I have worked in two different types of programs in the $300m to $500m range. One was global, one was domestic. One of them included individual PMs as part of the PMO; the other just included the key PMO functions and did not include the PMs in the team. My experience leads me to believe that the former – PMs as part of the PMO team – is preferable, so I will use this assumption for the rest of this article.
Let us look at the makeup of the PMO for a major undertaking. Apart from the management and administrative people, most major programs could warrant a full time quality manager, risk manager and schedule manager. You could have someone responsible either full time or part time to manage change. This could include changes within the PMO, but also possibly management of change within the company where introduction of the end result of your program may affect organization, structure, personnel and processes. In other words, they would manage what needs to be changed outside of the program to enable the expected and required result to be effective. You might also assign someone to manage program reporting.
Quality Manager’s Role
This is the person responsible for creating the program plan detailing quality, which could include:
- Internal and external standards to be met
- Common tools and applications to be used – type and version/rev level
- Method of updating of common tools and applications
- Archiving policy
The quality manager would try to ensure consistency across all projects to give the program a common look and feel, and plan and manage regular quality reviews/audits throughout the life of the program to ensure the quality plan is being followed by each project. They would also ensure the defined metrics are being measured and reported as defined in the quality plan.
Risk Manager’s Role
This person would be responsible for working with individual PMs to identify and quantify risk on each project, highlighting those that need further effort to minimize risk at the project level, and assess any risks to other projects or the overall program by any one or more individual project risks. The risk manager would attend project level risk meetings and take the high level view on threats (or opportunities) at the program level, implementing risk reduction measures as appropriate. This person would be responsible for coordination between individual projects where appropriate.
Scheduling Manager’s Role
This person would work with individual PMs to ensure they had a schedule at the correct level of granularity, with critical path identified and processes in place for regular updating. They would then amalgamate these plans into a program level schedule at the appropriate level of granularity. This should then identify the critical path through the program showing which projects, or deliverables within a project, are on the program level critical path. This is key for the PMO to know, manage and review on a regular basis. The risk and scheduling managers would need to work very closely together, as any identified time risks can be monitored closely between them, particularly for deliverables/activities on the program level critical path.

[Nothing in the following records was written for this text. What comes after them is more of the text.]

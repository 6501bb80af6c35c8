//! Individual configuration sources.

pub mod environment;
pub mod global_file;
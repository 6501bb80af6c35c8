//! Binary record format for nodes stored in a snapshot.
//!
//! A record is one version byte followed by the bincode encoding of the node's
//! structural fields. Auxiliary metadata is not part of the record.

use crate::error::CodecError;
use crate::tree::node::{NodeType, TreeNode};
use serde::{Deserialize, Serialize};
use std::collections::BTreeMap;

/// Current record layout version
pub const RECORD_VERSION: u8 = 1;

#[derive(Serialize)]
struct RecordRef<'a> {
    uuid: &'a str,
    path: &'a str,
    node_type: NodeType,
    size: i64,
    mtime: i64,
    mode: i32,
    etag: &'a str,
}

#[derive(Deserialize)]
struct Record {
    uuid: String,
    path: String,
    node_type: NodeType,
    size: i64,
    mtime: i64,
    mode: i32,
    etag: String,
}

/// Serialize the structural fields of `node`.
pub fn encode(node: &TreeNode) -> Result<Vec<u8>, CodecError> {
    let record = RecordRef {
        uuid: &node.uuid,
        path: &node.path,
        node_type: node.node_type,
        size: node.size,
        mtime: node.mtime,
        mode: node.mode,
        etag: &node.etag,
    };
    let mut bytes = vec![RECORD_VERSION];
    bincode::serialize_into(&mut bytes, &record)?;
    Ok(bytes)
}

/// Parse a record produced by [`encode`]. The returned node has no metadata.
pub fn decode(bytes: &[u8]) -> Result<TreeNode, CodecError> {
    let (version, body) = bytes.split_first().ok_or(CodecError::Empty)?;
    if *version != RECORD_VERSION {
        return Err(CodecError::UnsupportedVersion(*version));
    }
    let record: Record = bincode::deserialize(body)?;
    Ok(TreeNode {
        uuid: record.uuid,
        path: record.path,
        node_type: record.node_type,
        size: record.size,
        mtime: record.mtime,
        mode: record.mode,
        etag: record.etag,
        meta_store: BTreeMap::new(),
    })
}
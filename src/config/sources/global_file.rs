//! Global config file source: `$XDG_CONFIG_HOME/treesnap/config.toml`, optional.

use crate::config::ConfigLoader;
use config::builder::DefaultState;
use config::{ConfigBuilder, ConfigError, File, FileFormat};

pub fn add_to_builder(
    builder: ConfigBuilder<DefaultState>,
) -> Result<ConfigBuilder<DefaultState>, ConfigError> {
    let Some(path) = ConfigLoader::global_config_path() else {
        return Ok(builder);
    };
    Ok(builder.add_source(
        File::from(path)
            .format(FileFormat::Toml)
            .required(false),
    ))
}
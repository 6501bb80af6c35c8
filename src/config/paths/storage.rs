//! On-disk location of a snapshot database.

use crate::config::{xdg, SnapshotConfig};
use crate::error::SnapshotError;
use std::path::{Path, PathBuf};

/// Where one snapshot lives
///
/// ```text
/// <data root>/sync/<sync id>/snapshot-<name>
/// ```
#[derive(Debug, Clone, PartialEq, Eq)]
pub struct SnapshotLocation {
    /// Directory shared by every snapshot of the sync pair
    pub folder: PathBuf,
    /// sled database path
    pub database: PathBuf,
}

/// Reject identifiers that could escape the data root once joined into a path.
fn validate_identifier(value: &str) -> Result<(), SnapshotError> {
    let invalid = value.is_empty()
        || value == "."
        || value == ".."
        || value.contains(['/', '\\', '\0']);
    if invalid {
        return Err(SnapshotError::InvalidIdentifier(value.to_string()));
    }
    Ok(())
}

impl SnapshotLocation {
    pub fn resolve(
        config: &SnapshotConfig,
        sync_id: &str,
        name: &str,
    ) -> Result<Self, SnapshotError> {
        let root = match &config.data_dir {
            Some(dir) => dir.clone(),
            None => xdg::data_root()?,
        };
        Self::under(&root, sync_id, name)
    }

    pub fn under(root: &Path, sync_id: &str, name: &str) -> Result<Self, SnapshotError> {
        validate_identifier(sync_id)?;
        validate_identifier(name)?;

        let folder = root.join("sync").join(sync_id);
        let database = folder.join(format!("snapshot-{}", name));
        Ok(Self { folder, database })
    }
}
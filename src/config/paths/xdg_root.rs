//! XDG Base Directory utilities for snapshot data management.

use crate::error::SnapshotError;
use std::path::PathBuf;

const APP_DIR: &str = "treesnap";

/// Get XDG data home directory
///
/// Returns `$XDG_DATA_HOME` if set, otherwise defaults to `$HOME/.local/share`
/// Follows XDG Base Directory Specification
pub fn data_home() -> Option<PathBuf> {
    if let Ok(xdg_data_home) = std::env::var("XDG_DATA_HOME") {
        if !xdg_data_home.is_empty() {
            return Some(PathBuf::from(xdg_data_home));
        }
    }

    std::env::var("HOME")
        .ok()
        .map(|home| PathBuf::from(home).join(".local").join("share"))
}

/// Get XDG config home directory
///
/// Returns `$XDG_CONFIG_HOME` if set, otherwise defaults to `$HOME/.config`
pub fn config_home() -> Result<PathBuf, SnapshotError> {
    if let Ok(xdg_config_home) = std::env::var("XDG_CONFIG_HOME") {
        if !xdg_config_home.is_empty() {
            return Ok(PathBuf::from(xdg_config_home));
        }
    }

    let home = std::env::var("HOME").map_err(|_| {
        SnapshotError::Config(
            "Could not determine XDG config home directory (HOME not set)".to_string(),
        )
    })?;

    Ok(PathBuf::from(home).join(".config"))
}

/// Application data root used when no `data_dir` is configured
///
/// Returns `$XDG_DATA_HOME/treesnap/`, falling back to the platform data
/// directory when neither `XDG_DATA_HOME` nor `HOME` is available.
pub fn data_root() -> Result<PathBuf, SnapshotError> {
    if let Some(data_home) = data_home() {
        return Ok(data_home.join(APP_DIR));
    }

    directories::ProjectDirs::from("", "", APP_DIR)
        .map(|dirs| dirs.data_dir().to_path_buf())
        .ok_or_else(|| {
            SnapshotError::Config("Could not determine a data directory for snapshots".to_string())
        })
}
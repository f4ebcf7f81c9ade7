//! Basic 2D types and tolerances used by the geometry kernel.
//!
//! - `Point`: working-unit coordinates (canvas pixels); combined with a
//!   scale factor (meters per unit) for real-world distances.
//! - `Spacing`: meters between tree centers along each axis.
//! - `GeomCfg`: centralizes epsilons for edge-length and miter checks.

use nalgebra::Vector2;
use serde::{Deserialize, Serialize};

/// Working-unit coordinate pair.
pub type Point = Vector2<f64>;

/// Meters between tree centers along each axis.
#[derive(Clone, Copy, Debug, PartialEq, Serialize, Deserialize)]
pub struct Spacing {
    pub horizontal: f64,
    pub vertical: f64,
}

impl Spacing {
    #[inline]
    pub fn new(horizontal: f64, vertical: f64) -> Self {
        Self {
            horizontal,
            vertical,
        }
    }

    /// Ground footprint of one tree in m².
    #[inline]
    pub fn cell_area(&self) -> f64 {
        self.horizontal * self.vertical
    }
}

/// Geometry configuration (tolerances).
#[derive(Clone, Copy, Debug)]
pub struct GeomCfg {
    /// Edges shorter than this are treated as zero-length.
    pub eps_len: f64,
    /// Half-angle sines below this make a miter degenerate.
    pub eps_miter: f64,
}

impl Default for GeomCfg {
    fn default() -> Self {
        Self {
            eps_len: 1e-9,
            eps_miter: 1e-6,
        }
    }
}
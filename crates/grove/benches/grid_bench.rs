//! Criterion benchmarks for offsetting and grid enumeration.
//! Focus sizes: boundary vertex counts n in {4, 12, 50, 200}.

use criterion::{criterion_group, criterion_main, BenchmarkId, Criterion};
use grove::prelude::*;

fn sample_boundary(n: usize) -> Vec<Point> {
    let cfg = RadialCfg {
        vertex_count: n,
        base_radius: 200.0,
        center: Point::new(400.0, 300.0),
        ..RadialCfg::default()
    };
    draw_boundary_radial(cfg, ReplayToken { seed: 43, index: 0 })
}

fn bench_offset(c: &mut Criterion) {
    let mut group = c.benchmark_group("offset");
    for &n in &[4usize, 12, 50, 200] {
        let boundary = sample_boundary(n);
        group.bench_with_input(BenchmarkId::new("offset_polygon", n), &boundary, |b, poly| {
            b.iter(|| offset_polygon(poly, 5.0, GeomCfg::default()));
        });
    }
    group.finish();
}

fn bench_grid(c: &mut Criterion) {
    let mut group = c.benchmark_group("layout");
    for &n in &[4usize, 12, 50, 200] {
        let boundary = sample_boundary(n);
        let buffered = offset_polygon(&boundary, 5.0, GeomCfg::default());
        group.bench_with_input(BenchmarkId::new("generate_grid", n), &boundary, |b, poly| {
            b.iter(|| {
                generate_grid(
                    poly,
                    &buffered.points,
                    Spacing::new(5.0, 5.0),
                    1.0,
                    5.0,
                )
            });
        });
    }
    group.finish();
}

criterion_group!(benches, bench_offset, bench_grid);
criterion_main!(benches);
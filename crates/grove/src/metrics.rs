//! Economic and environmental rollup.
//!
//! A pure numeric model: the same tree count and areas always produce the
//! same figures, and no input produces NaN (zero maintenance cost reports
//! an ROI of 0 rather than dividing by zero).

use serde::{Deserialize, Serialize};

/// kg of produce per tree per year.
const YIELD_KG_PER_TREE: f64 = 50.0;
/// Liters per tree per day.
const WATER_L_PER_TREE_PER_DAY: f64 = 50.0;
/// kg CO₂ sequestered per tree per year.
const CARBON_KG_PER_TREE: f64 = 21.7;
/// Currency units per tree per year.
const MAINTENANCE_PER_TREE: f64 = 25.0;
/// Currency units per kg of produce.
const PRICE_PER_KG: f64 = 2.5;

/// Rolled-up layout figures.
#[derive(Clone, Copy, Debug, PartialEq, Serialize, Deserialize)]
#[serde(rename_all = "camelCase")]
pub struct Metrics {
    /// Boundary area, m².
    pub total_area: f64,
    /// Buffered-boundary area, m².
    pub plantable_area: f64,
    /// Exact enumerated tree count (canonical, not the analytic estimate).
    pub tree_count: usize,
    /// kg per year.
    pub estimated_yield: f64,
    /// Liters per year.
    pub water_requirement: f64,
    /// kg CO₂ per year.
    pub carbon_sequestration: f64,
    pub maintenance_cost: f64,
    pub estimated_revenue: f64,
    /// Percent. 0 when there is no cost basis; never NaN.
    pub roi: f64,
}

impl Metrics {
    /// Roll a tree count and the two areas into the full record.
    pub fn aggregate(tree_count: usize, total_area: f64, plantable_area: f64) -> Self {
        let n = tree_count as f64;
        let estimated_yield = n * YIELD_KG_PER_TREE;
        let water_requirement = n * WATER_L_PER_TREE_PER_DAY * 365.0;
        let carbon_sequestration = n * CARBON_KG_PER_TREE;
        let maintenance_cost = n * MAINTENANCE_PER_TREE;
        let estimated_revenue = estimated_yield * PRICE_PER_KG;
        let roi = if maintenance_cost == 0.0 {
            0.0
        } else {
            (estimated_revenue - maintenance_cost) / maintenance_cost * 100.0
        };
        Self {
            total_area,
            plantable_area,
            tree_count,
            estimated_yield,
            water_requirement,
            carbon_sequestration,
            maintenance_cost,
            estimated_revenue,
            roi,
        }
    }

    /// The empty-layout rollup.
    pub fn zero() -> Self {
        Self::aggregate(0, 0.0, 0.0)
    }
}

Reporting may not be a full time position in the PMO but it is a very important one. I was asked to create a reporting system for a major PMO and I designed a three-level reporting system. Each project completed a project level status report which was sent to the PMO on a weekly basis. These were rolled up and a PMO level report was created, automatically hyperlinking project information to a one line status report per project. Use of color was important (red, yellow, green) to identify problems where the PMO management might need to focus or work proactively to avoid or minimize impacts on the overall program.
The final layer of report was for senior management. This needed subjective judgments and assessment from the PMO so it could not be automated.
This role would also include financial reporting – actual costs to date, forecasts for future and comparison to the financial baseline/budget. This report would go to senior management so the specific information, format and frequency would need to be discussed and agreed with them.
Management of this major undertaking may depend on the size and complexity of the program but in my experience, a regular meeting of the PMO (including the individual PMs if possible) would review each project, scheduling and risk issues, changes and project issues, and resolve any conflict or interfaces between individual projects. Any potential threat to the overall program timeline, budget or deliverables can be highlighted, discussed, resolved and reported.
In conclusion, for very large projects (programs), the main PMO team could include the program manager, deputy, admin, scheduling manager, risk manager, quality manager, someone responsible for change, someone responsible for reporting and, in my opinion, each of the individual PMs. How many of these roles, and any additional roles such as external communications, security, networking, infrastructure etc., that may be required depend on the size, complexity and criticality of the program. Rather than assessing just the cost of the PMO which could be relatively high, it is more reasonable to consider the value the PMO provides compared with the cost of failure of the program due to inadequate management. Then a PMO can almost always be cost justified.
What positions have you involved in your large-scale project? What worked? What didn’t?